Curioso episodio avvenuto durante la partita tra il Manchester United e l'Aston Villa, vinta dalla squadra di Van Gaal per 1-0. Il neo-acquisto, Matteo Darmian, ha tentato di distrarre il difensore avversario Micah Richards, facendogli segno di avere una macchia in faccia.
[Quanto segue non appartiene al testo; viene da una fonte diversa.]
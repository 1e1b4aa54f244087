//! Spring-chain surface: a damped oscillator per vertex along the top edge,
//! coupled to its neighbours by a spread coefficient.
//!
//! Advanced once per fixed tick. The update is a discretized wave equation:
//!
//! 1. every vertex integrates its own damped spring,
//! 2. neighbour deltas are computed from the post-spring heights,
//! 3. the deltas are applied to neighbour velocities.
//!
//! Steps 2 and 3 are separate passes so that the result does not depend on
//! iteration order.

use std::ops::RangeInclusive;

use bevy::log::warn;
use bevy::math::Vec2;
use serde::{Deserialize, Serialize};

use super::waves::SineWaves;

/// Hard cap on the number of surface vertices.
pub const MAX_SURFACE_VERTICES: usize = 32_000;

/// Tuning for the spring chain.
#[derive(Clone, Debug, PartialEq, Serialize, Deserialize)]
#[serde(default)]
pub struct SpringParams {
  /// Restoring force per unit displacement.
  pub spring_constant: f32,
  /// Velocity damping per tick (0 = none).
  pub damping: f32,
  /// Fraction of the height difference passed to each neighbour.
  pub spread: f32,
  /// Multiplier on neighbour coupling.
  pub wave_speed: f32,
  /// Surface resolution: vertices per world unit.
  pub segments_per_unit: f32,
}

impl Default for SpringParams {
  fn default() -> Self {
    Self {
      spring_constant: 0.02,
      damping: 0.04,
      spread: 0.05,
      wave_speed: 1.0,
      segments_per_unit: 4.0,
    }
  }
}

/// State of a single surface sample.
#[derive(Clone, Copy, Debug, Default, PartialEq)]
pub struct SurfaceVertex {
  /// Vertical offset from the resting waterline.
  pub displacement: f32,
  pub velocity: f32,
  pub acceleration: f32,
}

/// How an external disturbance combines with the current velocity.
#[derive(Clone, Copy, Debug, PartialEq, Eq)]
pub enum DisturbMode {
  Add,
  Set,
}

/// CPU spring-chain water surface.
#[derive(Clone, Debug)]
pub struct SpringSurface {
  left: f32,
  width: f32,
  waterline: f32,
  /// Effective resolution after the vertex cap.
  segments_per_unit: f32,
  vertices: Vec<SurfaceVertex>,
  /// Transient (left, right) coupling deltas.
  deltas: Vec<(f32, f32)>,
  params: SpringParams,
  resolution_clamped: bool,
}

impl SpringSurface {
  /// Creates a calm surface spanning `[left, left + width]` at `waterline`.
  pub fn new(left: f32, width: f32, waterline: f32, params: SpringParams) -> Self {
    let mut surface = Self {
      left,
      width,
      waterline,
      segments_per_unit: params.segments_per_unit,
      vertices: Vec::new(),
      deltas: Vec::new(),
      params,
      resolution_clamped: false,
    };
    let spu = surface.params.segments_per_unit;
    surface.resize(width, spu);
    surface
  }

  /// Number of vertices for a given width and resolution, and the
  /// resolution actually used once the vertex cap applies.
  pub fn vertex_count_for(width: f32, segments_per_unit: f32) -> (usize, f32) {
    let wanted = (width.max(0.0) * segments_per_unit.max(0.0)).ceil() as usize + 1;
    if wanted <= MAX_SURFACE_VERTICES {
      return (wanted.max(2), segments_per_unit);
    }
    let clamped_spu = (MAX_SURFACE_VERTICES - 1) as f32 / width;
    (MAX_SURFACE_VERTICES, clamped_spu)
  }

  /// Changes width or resolution, keeping existing vertex offsets.
  ///
  /// Growing repeats the last vertex; shrinking truncates. Returns true if
  /// the requested resolution had to be lowered to respect
  /// [`MAX_SURFACE_VERTICES`].
  pub fn resize(&mut self, width: f32, segments_per_unit: f32) -> bool {
    let (count, effective_spu) = Self::vertex_count_for(width, segments_per_unit);
    let clamped = effective_spu < segments_per_unit;
    if clamped {
      warn!(
        "Water surface of width {width} needs more than {MAX_SURFACE_VERTICES} vertices at \
         {segments_per_unit}/unit; lowering resolution to {effective_spu:.3}/unit"
      );
    }

    self.width = width;
    self.segments_per_unit = effective_spu;
    self.resolution_clamped = clamped;

    let fill = self.vertices.last().copied().unwrap_or_default();
    self.vertices.resize(count, fill);
    self.deltas.resize(count, (0.0, 0.0));
    clamped
  }

  /// Moves the resting waterline; offsets are relative to it and survive.
  pub fn set_waterline(&mut self, waterline: f32) {
    self.waterline = waterline;
  }

  /// Moves the left edge without touching vertex state.
  pub fn set_left(&mut self, left: f32) {
    self.left = left;
  }

  pub fn params(&self) -> &SpringParams {
    &self.params
  }

  pub fn vertices(&self) -> &[SurfaceVertex] {
    &self.vertices
  }

  pub fn waterline(&self) -> f32 {
    self.waterline
  }

  pub fn segments_per_unit(&self) -> f32 {
    self.segments_per_unit
  }

  pub fn resolution_clamped(&self) -> bool {
    self.resolution_clamped
  }

  /// World X of vertex `index`.
  #[inline]
  pub fn vertex_x(&self, index: usize) -> f32 {
    (self.left + index as f32 / self.segments_per_unit).min(self.left + self.width)
  }

  /// Advances the chain by one fixed tick.
  #[cfg_attr(feature = "tracy", tracing::instrument(skip_all, name = "spring_step"))]
  pub fn step(&mut self) {
    let SpringParams {
      spring_constant,
      damping,
      spread,
      wave_speed,
      ..
    } = self.params;

    for v in &mut self.vertices {
      v.acceleration = -spring_constant * v.displacement - v.velocity * damping;
      v.velocity += v.acceleration;
      v.displacement += v.velocity;
    }

    let n = self.vertices.len();
    for i in 0..n {
      let h = self.vertices[i].displacement;
      let left = if i > 0 {
        spread * (h - self.vertices[i - 1].displacement)
      } else {
        0.0
      };
      let right = if i + 1 < n {
        spread * (h - self.vertices[i + 1].displacement)
      } else {
        0.0
      };
      self.deltas[i] = (left, right);
    }

    for i in 0..n {
      let (left, right) = self.deltas[i];
      if i > 0 {
        self.vertices[i - 1].velocity += left * wave_speed;
      }
      if i + 1 < n {
        self.vertices[i + 1].velocity += right * wave_speed;
      }
    }
  }

  /// Vertex indices covered by a disturbance of `radius` around world `x`,
  /// or `None` when it misses the surface.
  pub fn index_range(&self, x: f32, radius: f32) -> Option<RangeInclusive<usize>> {
    let radius = radius.max(0.0);
    let start = x - radius - self.left;
    let end = x + radius - self.left;
    if end < 0.0 || start > self.width || self.vertices.is_empty() {
      return None;
    }
    let last = self.vertices.len() - 1;
    let first = ((start.max(0.0) * self.segments_per_unit).floor() as usize).min(last);
    let final_idx = ((end.min(self.width) * self.segments_per_unit).floor() as usize).min(last);
    Some(first..=final_idx)
  }

  /// Applies a velocity disturbance around world `x`. Returns the touched
  /// index range.
  pub fn disturb(
    &mut self,
    x: f32,
    radius: f32,
    velocity: f32,
    mode: DisturbMode,
  ) -> Option<RangeInclusive<usize>> {
    let range = self.index_range(x, radius)?;
    for v in &mut self.vertices[range.clone()] {
      match mode {
        DisturbMode::Add => v.velocity += velocity,
        DisturbMode::Set => v.velocity = velocity,
      }
    }
    Some(range)
  }

  /// Published top edge in world space, left to right.
  pub fn surface_points(&self, waves: &SineWaves, time: f32) -> Vec<Vec2> {
    self
      .vertices
      .iter()
      .enumerate()
      .map(|(i, v)| {
        let x = self.vertex_x(i);
        Vec2::new(x, self.waterline + v.displacement + waves.offset(x, time))
      })
      .collect()
  }

  /// Sum of squared vertex velocities.
  pub fn kinetic_energy(&self) -> f32 {
    self.vertices.iter().map(|v| v.velocity * v.velocity).sum()
  }

  /// Kinetic plus spring potential energy.
  pub fn energy(&self) -> f32 {
    let k = self.params.spring_constant;
    self
      .vertices
      .iter()
      .map(|v| v.velocity * v.velocity + k * v.displacement * v.displacement)
      .sum()
  }
}

#[cfg(test)]
mod tests {
  use super::*;

  fn pool() -> SpringSurface {
    SpringSurface::new(0.0, 10.0, 0.0, SpringParams::default())
  }

  #[test]
  fn vertex_count_follows_resolution() {
    let surface = pool();
    assert_eq!(surface.vertices().len(), 41);
    assert_eq!(surface.vertex_x(40), 10.0);
  }

  #[test]
  fn energy_decays_without_events() {
    let mut surface = pool();
    surface.disturb(5.0, 0.0, 1.0, DisturbMode::Add);

    let mut previous_peak = f32::INFINITY;
    for _ in 0..10 {
      let mut peak = 0.0f32;
      for _ in 0..100 {
        surface.step();
        peak = peak.max(surface.kinetic_energy());
      }
      assert!(
        peak < previous_peak,
        "peak kinetic energy {peak} did not drop below {previous_peak}"
      );
      previous_peak = peak;
    }
    assert!(surface.energy() < 1e-6);
  }

  #[test]
  fn coupling_is_order_independent() {
    let mut surface = pool();
    surface.disturb(5.0, 0.0, 1.0, DisturbMode::Set);
    let mid = surface.index_range(5.0, 0.0).unwrap();
    let mid = *mid.start();
    surface.step();
    let v = surface.vertices();
    assert_eq!(v[mid - 1].velocity, v[mid + 1].velocity);
    assert_eq!(v[mid - 2].velocity, v[mid + 2].velocity);
  }

  #[test]
  fn disturbance_range_is_clamped() {
    let surface = pool();
    assert_eq!(surface.index_range(-1.0, 2.0), Some(0..=4));
    assert_eq!(surface.index_range(9.5, 5.0), Some(38..=40));
    assert_eq!(surface.index_range(20.0, 1.0), None);
  }

  #[test]
  fn set_mode_overwrites_velocity() {
    let mut surface = pool();
    surface.disturb(2.0, 0.5, 3.0, DisturbMode::Add);
    surface.disturb(2.0, 0.5, -1.0, DisturbMode::Set);
    let range = surface.index_range(2.0, 0.5).unwrap();
    assert!(surface.vertices()[range].iter().all(|v| v.velocity == -1.0));
  }

  #[test]
  fn resize_preserves_offsets() {
    let mut surface = pool();
    for _ in 0..3 {
      surface.disturb(9.8, 0.5, 0.5, DisturbMode::Add);
      surface.step();
    }
    let before: Vec<f32> = surface.vertices().iter().map(|v| v.displacement).collect();
    let last = *before.last().unwrap();

    surface.resize(12.0, 4.0);
    let grown = surface.vertices();
    assert_eq!(grown.len(), 49);
    for (i, v) in before.iter().enumerate() {
      assert_eq!(grown[i].displacement, *v);
    }
    assert!(grown[41..].iter().all(|v| v.displacement == last));

    surface.resize(5.0, 4.0);
    assert_eq!(surface.vertices().len(), 21);
    assert_eq!(surface.vertices()[20].displacement, before[20]);
  }

  #[test]
  fn waterline_move_keeps_offsets() {
    let mut surface = pool();
    surface.disturb(5.0, 0.0, 1.0, DisturbMode::Add);
    surface.step();
    let before = surface.surface_points(&SineWaves::default(), 0.0);
    surface.set_waterline(3.0);
    let after = surface.surface_points(&SineWaves::default(), 0.0);
    for (a, b) in before.iter().zip(&after) {
      assert!((b.y - a.y - 3.0).abs() < 1e-6);
    }
  }

  #[test]
  fn oversized_surface_is_clamped() {
    let mut surface = pool();
    let clamped = surface.resize(100_000.0, 4.0);
    assert!(clamped);
    assert!(surface.resolution_clamped());
    assert_eq!(surface.vertices().len(), MAX_SURFACE_VERTICES);
  }
}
Il difensore, di tutta risposta, si è controllato preoccupato il viso.
Il corner non ha suscitato comunque il risultato sperato.

Video al secondo post.


----------



## Louis Gara (16 Agosto 2015)




----------



## O Animal (16 Agosto 2015)

In Inghilterra ho letto che Richards aveva un taglio in faccia...


----------



## Magnus_Marcus (16 Agosto 2015)

"Hai una macchia nera in faccia"


----------



## Doctore (16 Agosto 2015)

Magnus_Marcus ha scritto:


> "Hai una macchia nera in faccia"


----------



## BossKilla7 (16 Agosto 2015)

Magnus_Marcus ha scritto:


> "Hai una macchia nera in faccia"


----------



## danyaj87 (16 Agosto 2015)

Prova a farlo ad Ibra una cosa cosi


----------



## DannySa (16 Agosto 2015)

Magnus_Marcus ha scritto:


> "Hai una macchia nera in faccia"



Aspetta, forse era una macchia bianca.


----------



## Fabriman94 (19 Agosto 2015)

DannySa ha scritto:


> Aspetta, forse era una macchia bianca.


Maledetto piccione


----------



## Ma che ooh (19 Agosto 2015)

Fabriman94 ha scritto:


> Maledetto piccione



Ashley young docet


----------



## wildfrank (27 Agosto 2015)

Guarda, hai una caccola che esce dal naso!!!!!


----------